Stepping back for a moment, this is rather odd. Why should the British public think it proper that Party X should govern just because it is tired of Party Y? Yet one hears this all the time. “It’s time for a change”. “They’ve been in for too long, the other lot should have a go.” They’re old. They’re tired. We need something new, fresh, different.
This is everything that is foolish and exasperating about universal suffrage.
Has anyone espousing this philosophy actually given it a moment’s thought? You cannot decide who governs without any reference to the platform on which they are standing, and yet this is precisely what many people seem intent to do on the day of the election.

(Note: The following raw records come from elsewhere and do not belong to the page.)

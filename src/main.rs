use std::sync::Arc;
use tracing_subscriber::{layer::SubscriberExt, util::SubscriberInitExt};

mod api;
mod state;

use snowthaw_backend::auth::TokenService;
use snowthaw_backend::config;
use snowthaw_backend::store::StoreHandle;
use state::AppState;

#[tokio::main]
async fn main() -> anyhow::Result<()> {
    tracing_subscriber::registry()
        .with(
            tracing_subscriber::EnvFilter::try_from_default_env()
                .unwrap_or_else(|_| "snowthaw_backend=debug,tower_http=debug".into()),
        )
        .with(tracing_subscriber::fmt::layer())
        .init();

    // Load configuration / 加载配置
    let app_config = config::load_config()?;
    tracing::info!("Server will listen on {}:{}", app_config.server.host, app_config.server.port);

    // Without a signing key no admin token can be issued, refuse to start
    let tokens = TokenService::from_config(&app_config.auth)?;

    // Create data directory if not exists / 创建数据目录
    if app_config.database.url.is_none() {
        let data_dir = app_config.get_data_dir();
        if !data_dir.exists() {
            std::fs::create_dir_all(&data_dir)?;
            tracing::info!("Created data directory: {:?}", data_dir);
        }
    }

    // Connected on first request / 首次请求时连接
    let store = StoreHandle::lazy(app_config.get_database_url());

    let bind_addr = app_config.get_bind_address();
    let state = Arc::new(AppState::new(app_config, tokens, store));
    let app = api::router(state);

    let listener = tokio::net::TcpListener::bind(&bind_addr).await?;
    tracing::info!("Snowthaw backend started at http://{}", bind_addr);

    axum::serve(listener, app).await?;

    Ok(())
}
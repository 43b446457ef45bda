//! Write-path gate: only requests carrying a valid admin token pass / 写操作鉴权

use axum::http::{header, HeaderMap};

use super::token::TokenService;
use crate::error::AuthError;

/// Extract the bearer token from the Authorization header / 从请求头中提取Bearer令牌
pub fn extract_bearer_token(headers: &HeaderMap) -> Option<&str> {
    let value = headers.get(header::AUTHORIZATION)?.to_str().ok()?;
    let (scheme, token) = value.trim().split_once(' ')?;
    if !scheme.eq_ignore_ascii_case("bearer") {
        return None;
    }
    let token = token.trim();
    (!token.is_empty()).then_some(token)
}

/// Admin gate in front of every write operation
#[derive(Debug, Clone, Copy)]
pub struct AuthGateway<'a> {
    tokens: &'a TokenService,
}

impl<'a> AuthGateway<'a> {
    pub fn new(tokens: &'a TokenService) -> Self {
        Self { tokens }
    }

    /// Returns the admin subject on success / 验证通过时返回管理员用户名
    pub fn authorize(&self, headers: &HeaderMap) -> Result<String, AuthError> {
        let token = extract_bearer_token(headers).ok_or(AuthError::MissingToken)?;
        self.tokens.validate(token)
    }
}
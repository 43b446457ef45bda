use snowthaw_backend::auth::TokenService;
use snowthaw_backend::config::AppConfig;
use snowthaw_backend::error::StoreError;
use snowthaw_backend::ingest::IngestionService;
use snowthaw_backend::search::SearchEngine;
use snowthaw_backend::store::StoreHandle;

/// Shared application state / 应用共享状态
///
/// Built once in main and shared read-only by every request.
#[derive(Debug)]
pub struct AppState {
    pub config: AppConfig,
    pub tokens: TokenService,
    /// Lazily connected card store / 延迟连接的卡片存储
    pub store: StoreHandle,
}

impl AppState {
    pub fn new(config: AppConfig, tokens: TokenService, store: StoreHandle) -> Self {
        Self { config, tokens, store }
    }

    pub async fn search_engine(&self) -> Result<SearchEngine, StoreError> {
        Ok(SearchEngine::new(self.store.get().await?))
    }

    pub async fn ingestion(&self) -> Result<IngestionService, StoreError> {
        Ok(IngestionService::new(self.store.get().await?))
    }
}
pub mod auth;
pub mod config;
pub mod db;
pub mod error;
pub mod ingest;
pub mod models;
pub mod search;
pub mod store;
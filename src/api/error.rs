//! API error type and HTTP mapping / 接口错误

use axum::{
    http::{header, HeaderValue, StatusCode},
    response::{IntoResponse, Response},
    Json,
};
use serde_json::json;
use thiserror::Error;

use snowthaw_backend::error::{AuthError, ServiceError, StoreError, ValidationError};

#[derive(Debug, Error)]
pub enum ApiError {
    #[error(transparent)]
    Auth(#[from] AuthError),

    #[error(transparent)]
    Validation(#[from] ValidationError),

    #[error(transparent)]
    Store(#[from] StoreError),

    /// Request could not be parsed / 请求无法解析
    #[error("{0}")]
    BadRequest(String),

    #[error("{0}")]
    NotFound(String),
}

impl From<ServiceError> for ApiError {
    fn from(err: ServiceError) -> Self {
        match err {
            ServiceError::Validation(e) => ApiError::Validation(e),
            ServiceError::Store(e) => ApiError::Store(e),
        }
    }
}

impl ApiError {
    pub fn status(&self) -> StatusCode {
        match self {
            ApiError::Auth(AuthError::Forbidden) => StatusCode::FORBIDDEN,
            ApiError::Auth(_) => StatusCode::UNAUTHORIZED,
            ApiError::Validation(_) | ApiError::BadRequest(_) => StatusCode::BAD_REQUEST,
            ApiError::NotFound(_) => StatusCode::NOT_FOUND,
            ApiError::Store(_) => StatusCode::INTERNAL_SERVER_ERROR,
        }
    }
}

impl IntoResponse for ApiError {
    fn into_response(self) -> Response {
        let status = self.status();
        let detail = match &self {
            ApiError::Store(e) => {
                tracing::error!("Card store failure: {}", e);
                "Internal server error".to_string()
            }
            other => other.to_string(),
        };

        let mut response = (status, Json(json!({ "detail": detail }))).into_response();
        if status == StatusCode::UNAUTHORIZED {
            response
                .headers_mut()
                .insert(header::WWW_AUTHENTICATE, HeaderValue::from_static("Bearer"));
        }
        response
    }
}

pub type ApiResult<T> = Result<T, ApiError>;

#[cfg(test)]
mod tests {
    use super::*;

    #[test]
    fn test_status_mapping() {
        assert_eq!(ApiError::from(AuthError::InvalidCredentials).status(), StatusCode::UNAUTHORIZED);
        assert_eq!(ApiError::from(AuthError::MissingToken).status(), StatusCode::UNAUTHORIZED);
        assert_eq!(ApiError::from(AuthError::InvalidToken).status(), StatusCode::UNAUTHORIZED);
        assert_eq!(ApiError::from(AuthError::Forbidden).status(), StatusCode::FORBIDDEN);
        assert_eq!(ApiError::from(ValidationError::EmptyQuery).status(), StatusCode::BAD_REQUEST);
        assert_eq!(
            ApiError::from(ServiceError::Validation(ValidationError::NoFiles)).status(),
            StatusCode::BAD_REQUEST
        );
        assert_eq!(
            ApiError::from(StoreError::Database(sqlx::Error::PoolClosed)).status(),
            StatusCode::INTERNAL_SERVER_ERROR
        );
        assert_eq!(ApiError::NotFound("x".into()).status(), StatusCode::NOT_FOUND);
    }

    #[test]
    fn test_unauthorized_carries_challenge() {
        let response = ApiError::from(AuthError::InvalidToken).into_response();
        assert_eq!(response.status(), StatusCode::UNAUTHORIZED);
        assert_eq!(response.headers()[header::WWW_AUTHENTICATE], "Bearer");

        let response = ApiError::from(AuthError::Forbidden).into_response();
        assert!(response.headers().get(header::WWW_AUTHENTICATE).is_none());
    }
}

Partly it’s because most people (perhaps mercifully) have no political ideology and often innocently drift from one viewpoint to another. To be uncharitable, one might use Field Marshal Haig’s words (said of Lord Derby) that they seem to, like a feather pillow, bear the impression of the person who last sat on them.
Even among those one might broadly describe as on the right, there is a widespread feeling that the Tories have proven themselves complacent and useless and need at least to be punished, at most destroyed and replaced. The Twitter hashtag “Zero Seats” has become a popular slogan for those egging on this end. Frankly, it is difficult to argue with the Party’s record: ongoing Channel crossings, the abject failure of the absurd Rwanda policy, internal factionalism and scheming, the wreckage of the country throughout the hysteria of the pandemic, and, of course, the embarrassing botch of our departure from the European Union. To name but a few highlights.
Britain certainly faces challenges and I am sure the Tories are entirely inadequate to address them. But so are the Labour party. With huge quantities of immigration eroding social cohesion, crumbling infrastructure, an ageing population, a debased and ailing currency, and a national debt equalling the size of the British economy, there are no easy ways out. A Labour party, fresh and triumphant with its three-digit majority, simply cannot solve these problems, and so will attempt to look like it’s doing something by leaning into its favourite social and cultural preoccupations.
The report … is a nightmarish compendium of every conceivable constitutional shibboleth of the progressive left
So far ignored in the election campaign — and seemingly largely forgotten — is Keir Starmer’s 2020 commission on constitutional reform, headed by Gordon Brown. The startlingly radical set of recommendations produced by the commission in 2022 were entirely endorsed by Starmer who promised that a Labour government would bring about “a change not just in who governs, but how we are governed”. The report — eerily titled A New Britain — is a nightmarish compendium of every conceivable constitutional shibboleth of the progressive left, and its recommendations would ravage what remains of Britain’s ancient political settlement.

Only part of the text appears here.